» TASK MATERIAL:

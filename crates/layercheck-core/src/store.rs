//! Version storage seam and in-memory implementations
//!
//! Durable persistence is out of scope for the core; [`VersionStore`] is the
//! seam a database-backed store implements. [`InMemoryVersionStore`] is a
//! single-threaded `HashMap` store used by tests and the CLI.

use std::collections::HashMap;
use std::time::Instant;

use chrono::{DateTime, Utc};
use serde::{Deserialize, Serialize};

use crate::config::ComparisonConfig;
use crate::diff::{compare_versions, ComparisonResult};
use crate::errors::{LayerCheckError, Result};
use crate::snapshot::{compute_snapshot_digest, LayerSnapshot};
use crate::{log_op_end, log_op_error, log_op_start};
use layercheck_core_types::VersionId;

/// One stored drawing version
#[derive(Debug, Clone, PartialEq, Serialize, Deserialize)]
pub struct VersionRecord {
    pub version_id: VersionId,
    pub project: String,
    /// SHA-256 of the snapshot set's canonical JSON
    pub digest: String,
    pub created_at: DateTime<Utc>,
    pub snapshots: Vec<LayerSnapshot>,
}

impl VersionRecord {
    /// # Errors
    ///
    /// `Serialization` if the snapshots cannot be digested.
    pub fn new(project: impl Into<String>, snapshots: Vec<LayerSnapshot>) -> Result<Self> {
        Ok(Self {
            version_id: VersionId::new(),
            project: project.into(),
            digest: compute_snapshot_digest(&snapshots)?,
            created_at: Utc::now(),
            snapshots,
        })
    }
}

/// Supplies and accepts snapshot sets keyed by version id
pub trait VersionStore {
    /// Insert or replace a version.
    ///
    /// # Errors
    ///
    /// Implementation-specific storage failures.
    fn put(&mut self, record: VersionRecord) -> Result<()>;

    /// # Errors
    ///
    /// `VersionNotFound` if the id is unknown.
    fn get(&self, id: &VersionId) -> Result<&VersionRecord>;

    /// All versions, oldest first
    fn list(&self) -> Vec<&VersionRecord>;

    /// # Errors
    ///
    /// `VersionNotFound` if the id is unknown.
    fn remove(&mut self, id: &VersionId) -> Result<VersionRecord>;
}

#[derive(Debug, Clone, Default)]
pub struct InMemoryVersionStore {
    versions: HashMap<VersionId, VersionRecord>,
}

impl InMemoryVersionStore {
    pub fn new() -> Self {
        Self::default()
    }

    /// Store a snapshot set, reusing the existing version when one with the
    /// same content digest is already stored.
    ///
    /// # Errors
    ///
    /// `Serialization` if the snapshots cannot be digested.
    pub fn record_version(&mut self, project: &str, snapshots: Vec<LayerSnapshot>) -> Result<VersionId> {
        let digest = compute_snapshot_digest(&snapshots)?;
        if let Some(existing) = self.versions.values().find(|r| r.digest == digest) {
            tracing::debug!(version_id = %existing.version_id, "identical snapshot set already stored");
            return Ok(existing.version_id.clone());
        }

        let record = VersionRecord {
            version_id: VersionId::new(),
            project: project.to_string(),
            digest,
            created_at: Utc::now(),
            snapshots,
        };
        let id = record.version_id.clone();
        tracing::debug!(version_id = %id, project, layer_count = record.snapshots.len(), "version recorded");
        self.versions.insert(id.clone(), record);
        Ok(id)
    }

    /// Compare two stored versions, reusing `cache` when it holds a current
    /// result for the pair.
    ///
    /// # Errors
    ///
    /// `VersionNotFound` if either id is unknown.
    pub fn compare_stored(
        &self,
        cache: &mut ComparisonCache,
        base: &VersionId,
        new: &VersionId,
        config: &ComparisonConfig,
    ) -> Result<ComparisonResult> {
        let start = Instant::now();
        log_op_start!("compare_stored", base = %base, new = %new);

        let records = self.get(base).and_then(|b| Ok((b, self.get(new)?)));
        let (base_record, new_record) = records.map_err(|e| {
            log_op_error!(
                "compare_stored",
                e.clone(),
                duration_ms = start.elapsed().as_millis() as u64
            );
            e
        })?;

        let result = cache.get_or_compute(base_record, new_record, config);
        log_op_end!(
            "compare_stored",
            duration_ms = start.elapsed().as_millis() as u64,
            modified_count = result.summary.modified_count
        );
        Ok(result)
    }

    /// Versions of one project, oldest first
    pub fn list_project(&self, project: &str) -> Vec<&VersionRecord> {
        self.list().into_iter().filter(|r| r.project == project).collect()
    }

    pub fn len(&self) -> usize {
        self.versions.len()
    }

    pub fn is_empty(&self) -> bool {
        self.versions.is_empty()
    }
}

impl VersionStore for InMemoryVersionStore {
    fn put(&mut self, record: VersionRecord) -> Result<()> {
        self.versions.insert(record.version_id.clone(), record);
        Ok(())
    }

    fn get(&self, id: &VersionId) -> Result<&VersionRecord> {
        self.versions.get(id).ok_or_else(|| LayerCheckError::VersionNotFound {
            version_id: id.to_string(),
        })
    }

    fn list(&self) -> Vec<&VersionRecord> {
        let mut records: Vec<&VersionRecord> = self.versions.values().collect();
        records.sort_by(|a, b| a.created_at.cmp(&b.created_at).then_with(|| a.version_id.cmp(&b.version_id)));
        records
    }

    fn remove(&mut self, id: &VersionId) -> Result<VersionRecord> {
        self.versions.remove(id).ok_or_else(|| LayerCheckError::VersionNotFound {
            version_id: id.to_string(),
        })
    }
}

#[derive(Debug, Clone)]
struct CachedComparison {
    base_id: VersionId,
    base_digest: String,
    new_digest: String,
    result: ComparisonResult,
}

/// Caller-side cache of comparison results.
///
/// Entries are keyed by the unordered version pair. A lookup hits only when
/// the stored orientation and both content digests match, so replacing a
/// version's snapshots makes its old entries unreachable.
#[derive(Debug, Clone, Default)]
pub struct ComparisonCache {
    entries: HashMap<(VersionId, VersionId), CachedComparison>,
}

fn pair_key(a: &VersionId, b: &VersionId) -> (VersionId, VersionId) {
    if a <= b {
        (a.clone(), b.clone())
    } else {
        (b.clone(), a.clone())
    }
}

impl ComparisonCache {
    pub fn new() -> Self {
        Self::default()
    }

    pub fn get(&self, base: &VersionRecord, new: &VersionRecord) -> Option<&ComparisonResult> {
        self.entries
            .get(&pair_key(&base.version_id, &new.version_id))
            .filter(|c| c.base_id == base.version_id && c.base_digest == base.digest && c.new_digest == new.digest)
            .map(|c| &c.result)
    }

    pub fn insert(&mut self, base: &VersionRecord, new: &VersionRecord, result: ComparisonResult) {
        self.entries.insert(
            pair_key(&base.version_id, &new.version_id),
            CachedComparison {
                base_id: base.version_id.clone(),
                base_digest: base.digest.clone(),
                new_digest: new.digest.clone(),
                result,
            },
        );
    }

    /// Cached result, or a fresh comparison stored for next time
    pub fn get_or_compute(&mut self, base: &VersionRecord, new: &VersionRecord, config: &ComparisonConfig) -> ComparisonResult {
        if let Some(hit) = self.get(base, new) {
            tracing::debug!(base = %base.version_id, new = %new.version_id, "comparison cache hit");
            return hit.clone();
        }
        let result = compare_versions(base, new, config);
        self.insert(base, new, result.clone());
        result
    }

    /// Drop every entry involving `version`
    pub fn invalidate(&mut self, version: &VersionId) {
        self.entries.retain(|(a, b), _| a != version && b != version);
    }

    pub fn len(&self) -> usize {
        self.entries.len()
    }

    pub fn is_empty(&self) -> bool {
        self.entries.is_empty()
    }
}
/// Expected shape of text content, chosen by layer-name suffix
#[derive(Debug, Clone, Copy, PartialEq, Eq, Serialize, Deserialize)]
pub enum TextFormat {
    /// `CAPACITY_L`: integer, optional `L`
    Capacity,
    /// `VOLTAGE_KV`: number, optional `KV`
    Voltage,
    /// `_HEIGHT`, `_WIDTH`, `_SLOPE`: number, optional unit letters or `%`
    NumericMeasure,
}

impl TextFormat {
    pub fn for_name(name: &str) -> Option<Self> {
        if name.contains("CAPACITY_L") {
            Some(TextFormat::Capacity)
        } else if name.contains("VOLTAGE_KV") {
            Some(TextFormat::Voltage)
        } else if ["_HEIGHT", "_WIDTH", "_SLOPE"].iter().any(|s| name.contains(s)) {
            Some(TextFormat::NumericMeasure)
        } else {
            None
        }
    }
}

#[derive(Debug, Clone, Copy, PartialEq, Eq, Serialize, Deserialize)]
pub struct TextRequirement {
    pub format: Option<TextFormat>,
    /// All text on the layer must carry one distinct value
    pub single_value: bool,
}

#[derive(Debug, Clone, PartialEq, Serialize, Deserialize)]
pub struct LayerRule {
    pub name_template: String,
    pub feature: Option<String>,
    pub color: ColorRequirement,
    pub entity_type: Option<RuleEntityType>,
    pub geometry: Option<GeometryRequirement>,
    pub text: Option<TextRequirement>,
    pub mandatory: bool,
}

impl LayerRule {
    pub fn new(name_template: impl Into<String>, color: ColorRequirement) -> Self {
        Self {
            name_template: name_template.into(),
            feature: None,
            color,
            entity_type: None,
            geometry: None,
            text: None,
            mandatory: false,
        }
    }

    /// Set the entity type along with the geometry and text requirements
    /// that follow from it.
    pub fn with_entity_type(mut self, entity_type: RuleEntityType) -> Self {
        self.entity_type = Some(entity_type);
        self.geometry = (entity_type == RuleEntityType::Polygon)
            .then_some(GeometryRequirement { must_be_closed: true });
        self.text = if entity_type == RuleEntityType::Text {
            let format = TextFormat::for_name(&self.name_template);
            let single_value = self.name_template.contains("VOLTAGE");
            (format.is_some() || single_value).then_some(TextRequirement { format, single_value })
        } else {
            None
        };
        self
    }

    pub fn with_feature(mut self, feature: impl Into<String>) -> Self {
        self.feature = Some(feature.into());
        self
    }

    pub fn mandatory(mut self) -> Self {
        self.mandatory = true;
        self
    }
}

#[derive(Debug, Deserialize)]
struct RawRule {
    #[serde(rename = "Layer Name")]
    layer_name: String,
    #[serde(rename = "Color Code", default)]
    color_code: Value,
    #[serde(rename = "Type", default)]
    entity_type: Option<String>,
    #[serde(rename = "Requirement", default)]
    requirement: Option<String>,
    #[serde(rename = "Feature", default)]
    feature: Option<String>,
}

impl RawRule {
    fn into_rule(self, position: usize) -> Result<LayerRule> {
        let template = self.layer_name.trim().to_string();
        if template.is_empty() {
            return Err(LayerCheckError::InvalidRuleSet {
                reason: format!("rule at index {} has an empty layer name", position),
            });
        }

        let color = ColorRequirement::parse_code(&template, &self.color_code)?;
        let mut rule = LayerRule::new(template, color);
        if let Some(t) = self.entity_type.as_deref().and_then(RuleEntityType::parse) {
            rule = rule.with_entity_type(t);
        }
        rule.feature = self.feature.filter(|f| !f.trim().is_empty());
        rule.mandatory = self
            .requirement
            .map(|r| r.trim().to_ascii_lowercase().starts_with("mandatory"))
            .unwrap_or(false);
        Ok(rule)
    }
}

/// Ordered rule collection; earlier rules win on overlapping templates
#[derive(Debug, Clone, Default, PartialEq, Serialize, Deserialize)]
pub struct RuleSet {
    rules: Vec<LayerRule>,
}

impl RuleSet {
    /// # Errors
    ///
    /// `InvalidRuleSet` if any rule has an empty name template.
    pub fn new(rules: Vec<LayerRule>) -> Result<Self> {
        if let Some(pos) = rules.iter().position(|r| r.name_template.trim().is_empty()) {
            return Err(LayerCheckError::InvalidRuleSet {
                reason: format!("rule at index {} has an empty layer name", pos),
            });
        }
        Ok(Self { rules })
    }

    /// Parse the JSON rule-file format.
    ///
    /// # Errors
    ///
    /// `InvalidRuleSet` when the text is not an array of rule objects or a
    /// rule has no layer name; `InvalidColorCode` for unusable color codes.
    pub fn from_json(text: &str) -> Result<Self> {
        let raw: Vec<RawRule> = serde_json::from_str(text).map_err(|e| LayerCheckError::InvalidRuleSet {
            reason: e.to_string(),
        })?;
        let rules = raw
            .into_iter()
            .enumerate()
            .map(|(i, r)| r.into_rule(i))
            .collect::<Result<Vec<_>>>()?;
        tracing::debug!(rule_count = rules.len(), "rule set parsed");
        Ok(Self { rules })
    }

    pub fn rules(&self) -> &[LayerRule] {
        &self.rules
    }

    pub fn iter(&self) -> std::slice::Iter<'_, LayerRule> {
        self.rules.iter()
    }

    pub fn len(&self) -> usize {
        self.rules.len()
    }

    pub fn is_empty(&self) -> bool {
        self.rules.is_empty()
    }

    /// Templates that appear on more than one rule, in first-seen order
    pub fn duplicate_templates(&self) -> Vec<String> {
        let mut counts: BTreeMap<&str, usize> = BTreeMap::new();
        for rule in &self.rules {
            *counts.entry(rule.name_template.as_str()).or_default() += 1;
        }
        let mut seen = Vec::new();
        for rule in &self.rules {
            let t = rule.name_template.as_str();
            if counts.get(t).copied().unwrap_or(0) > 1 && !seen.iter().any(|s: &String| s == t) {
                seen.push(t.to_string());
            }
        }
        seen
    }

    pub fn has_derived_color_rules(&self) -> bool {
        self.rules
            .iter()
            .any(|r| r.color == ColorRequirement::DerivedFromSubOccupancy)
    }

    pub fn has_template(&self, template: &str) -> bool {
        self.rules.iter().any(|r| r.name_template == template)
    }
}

» THE PROBLEM: Reproduce the entries above exactly, but only the lines between the line holding "let rules = raw" and the line holding "let t = rule.name_template.as_str();", inclusive.

» SOLUTION TO THE PROBLEM:
        let rules = raw
            .into_iter()
            .enumerate()
            .map(|(i, r)| r.into_rule(i))
            .collect::<Result<Vec<_>>>()?;
        tracing::debug!(rule_count = rules.len(), "rule set parsed");
        Ok(Self { rules })
    }

    pub fn rules(&self) -> &[LayerRule] {
        &self.rules
    }

    pub fn iter(&self) -> std::slice::Iter<'_, LayerRule> {
        self.rules.iter()
    }

    pub fn len(&self) -> usize {
        self.rules.len()
    }

    pub fn is_empty(&self) -> bool {
        self.rules.is_empty()
    }

    /// Templates that appear on more than one rule, in first-seen order
    pub fn duplicate_templates(&self) -> Vec<String> {
        let mut counts: BTreeMap<&str, usize> = BTreeMap::new();
        for rule in &self.rules {
            *counts.entry(rule.name_template.as_str()).or_default() += 1;
        }
        let mut seen = Vec::new();
        for rule in &self.rules {
            let t = rule.name_template.as_str();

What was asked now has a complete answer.